# Leesville



## vandobob (Nov 22, 2007)

Going to Leesville this week. Haven't fished it since I was a kid. Can anyone provide some info about the fall bite? What's hitting lately? What's the baitfish? Shad? Not looking for spots. Just some info so I don't waste one of these great fall days fishing blind.


----------



## fishless (Sep 18, 2014)

vandobob said:


> Going to Leesville this week. Haven't fished it since I was a kid. Can anyone provide some info about the fall bite? What's hitting lately? What's the baitfish? Shad? Not looking for spots. Just some info so I don't waste one of these great fall days fishing blind.

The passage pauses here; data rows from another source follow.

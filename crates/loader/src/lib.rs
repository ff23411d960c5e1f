//! # Attribution Loader
//!
//! Turns the exported keyword/slug revenue table into typed observations.
//!
//! ```text
//! CSV export
//!     │
//!     ├──> SchemaMapping (explicit column names, fail fast)
//!     │
//!     ├──> Numeric cleanup (separators, currency symbols, coercion)
//!     │
//!     └──> Vec<Observation> + LoadDiagnostics
//! ```
//!
//! The keyword taxonomy (keyword → angle/category) is loaded by
//! [`TaxonomyLoader`] from its own side table.
//!
//! ## Example
//!
//! ```rust
//! use attribution_loader::{ObservationLoader, SchemaMapping};
//!
//! let csv = "CONTENT_SLUG,SERP_KEYWORD,EST_NET_REVENUE,SELLSIDE_CLICKS_NETWORK,SELLSIDE_SEARCHES\n\
//!            /loans,personal loans,\"$1,200\",40,900\n";
//! let loader = ObservationLoader::new(SchemaMapping::default()).unwrap();
//! let out = loader.load_reader(csv.as_bytes()).unwrap();
//! assert_eq!(out.observations[0].revenue, 1200.0);
//! ```

mod error;
mod loader;
mod numeric;
mod schema;
mod types;

pub use error::{LoaderError, Result};
pub use loader::{ObservationLoader, TaxonomyLoader};
pub use numeric::{parse_amount, parse_count, NumericField};
pub use schema::{SchemaMapping, TaxonomySchema};
pub use types::{
    normalize_keyword, LoadDiagnostics, LoadOutput, Observation, Taxonomy, TaxonomyDiagnostics,
    TaxonomyEntry,
};
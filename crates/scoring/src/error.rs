use thiserror::Error;

pub type Result<T> = std::result::Result<T, ScoringError>;

#[derive(Error, Debug)]
pub enum ScoringError {
    #[error("Invalid scoring configuration: {0}")]
    InvalidConfig(String),

    /// Cluster totals disagree with totals recomputed from the observations
    #[error("Conservation violated for {metric}: clusters sum to {clusters}, observations sum to {expected}")]
    ConservationViolation {
        metric: &'static str,
        clusters: f64,
        expected: f64,
    },

    #[error("Partition does not match the keyword index: {0}")]
    PartitionMismatch(String),
}

impl ScoringError {
    pub fn invalid_config(msg: impl Into<String>) -> Self {
        Self::InvalidConfig(msg.into())
    }
}
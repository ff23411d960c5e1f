use anyhow::{Context, Result};
use attribution_graph::GraphConfig;
use attribution_loader::{SchemaMapping, TaxonomySchema};
use attribution_scoring::{AggregateConfig, FilterConfig, OpportunityPolicy};
use serde::{Deserialize, Serialize};
use std::path::Path;

/// Everything one run needs, loadable from a TOML file.
///
/// Every table is optional; missing keys fall back to the defaults.
///
/// ```toml
/// [graph]
/// min_jaccard = 0.4
///
/// [filter]
/// denylist = ["payday", "cash advance"]
///
/// [opportunity]
/// top_n = 10
/// ```
#[derive(Debug, Clone, Default, PartialEq, Serialize, Deserialize)]
#[serde(default, deny_unknown_fields)]
pub struct RunConfig {
    pub schema: SchemaMapping,
    pub taxonomy: TaxonomySchema,
    pub graph: GraphConfig,
    pub aggregate: AggregateConfig,
    pub filter: FilterConfig,
    pub opportunity: OpportunityPolicy,
}

/// Command-line flags that take precedence over the config file
#[derive(Debug, Clone, Default)]
pub struct Overrides {
    pub min_fanout: Option<usize>,
    pub min_jaccard: Option<f64>,
    pub min_shared: Option<usize>,
    pub max_cluster_share: Option<f64>,
    pub top_n: Option<usize>,
    pub deny: Vec<String>,
    pub no_default_denylist: bool,
}

impl RunConfig {
    pub fn from_toml(text: &str) -> Result<Self> {
        toml::from_str(text).context("Invalid run configuration")
    }

    pub fn load(path: &Path) -> Result<Self> {
        let text = std::fs::read_to_string(path)
            .with_context(|| format!("Failed to read config {}", path.display()))?;
        Self::from_toml(&text).with_context(|| format!("Failed to parse config {}", path.display()))
    }

    /// Config file if given, defaults otherwise
    pub fn load_or_default(path: Option<&Path>) -> Result<Self> {
        match path {
            Some(path) => Self::load(path),
            None => Ok(Self::default()),
        }
    }

    pub fn apply(&mut self, overrides: &Overrides) {
        if let Some(v) = overrides.min_fanout {
            self.graph.min_keyword_fanout = v;
        }
        if let Some(v) = overrides.min_jaccard {
            self.graph.min_jaccard = v;
        }
        if let Some(v) = overrides.min_shared {
            self.graph.min_shared_keywords = v;
        }
        if let Some(v) = overrides.max_cluster_share {
            self.graph.max_cluster_share = v;
        }
        if let Some(v) = overrides.top_n {
            self.opportunity.top_n = v;
        }
        if overrides.no_default_denylist {
            self.filter.denylist.clear();
        }
        for phrase in &overrides.deny {
            if !self.filter.denylist.contains(phrase) {
                self.filter.denylist.push(phrase.clone());
            }
        }
    }

    /// Check every section before any stage runs
    pub fn validate(&self) -> Result<()> {
        self.schema.validate().context("[schema]")?;
        self.graph.validate().context("[graph]")?;
        self.aggregate.validate().context("[aggregate]")?;
        self.opportunity.validate().context("[opportunity]")?;
        Ok(())
    }
}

Used to fish it a lot for Muskie .Find the shad if they are balled up yet and vertical jig or snag a shad and hang a pole out with it free running


----------



## Dragline (Nov 26, 2007)

Just wondering, The winter draw down was supposed to start nov-12. Have they started to drop the lake water level ?
From hearing from guy's the water drop time is late ?


----------



## Hatchetman (Apr 13, 2004)

They started the 1st as scheduled....Leesville is 2.4ft below summer pool, going down 5ft....


----------



## Lewzer (Apr 5, 2004)

The north end above the marina was mud on Sunday. The south marina was good and there was a boat out jerking blade baits along the shoreline by the dam. Trailer at the south ramp parking lot.


----------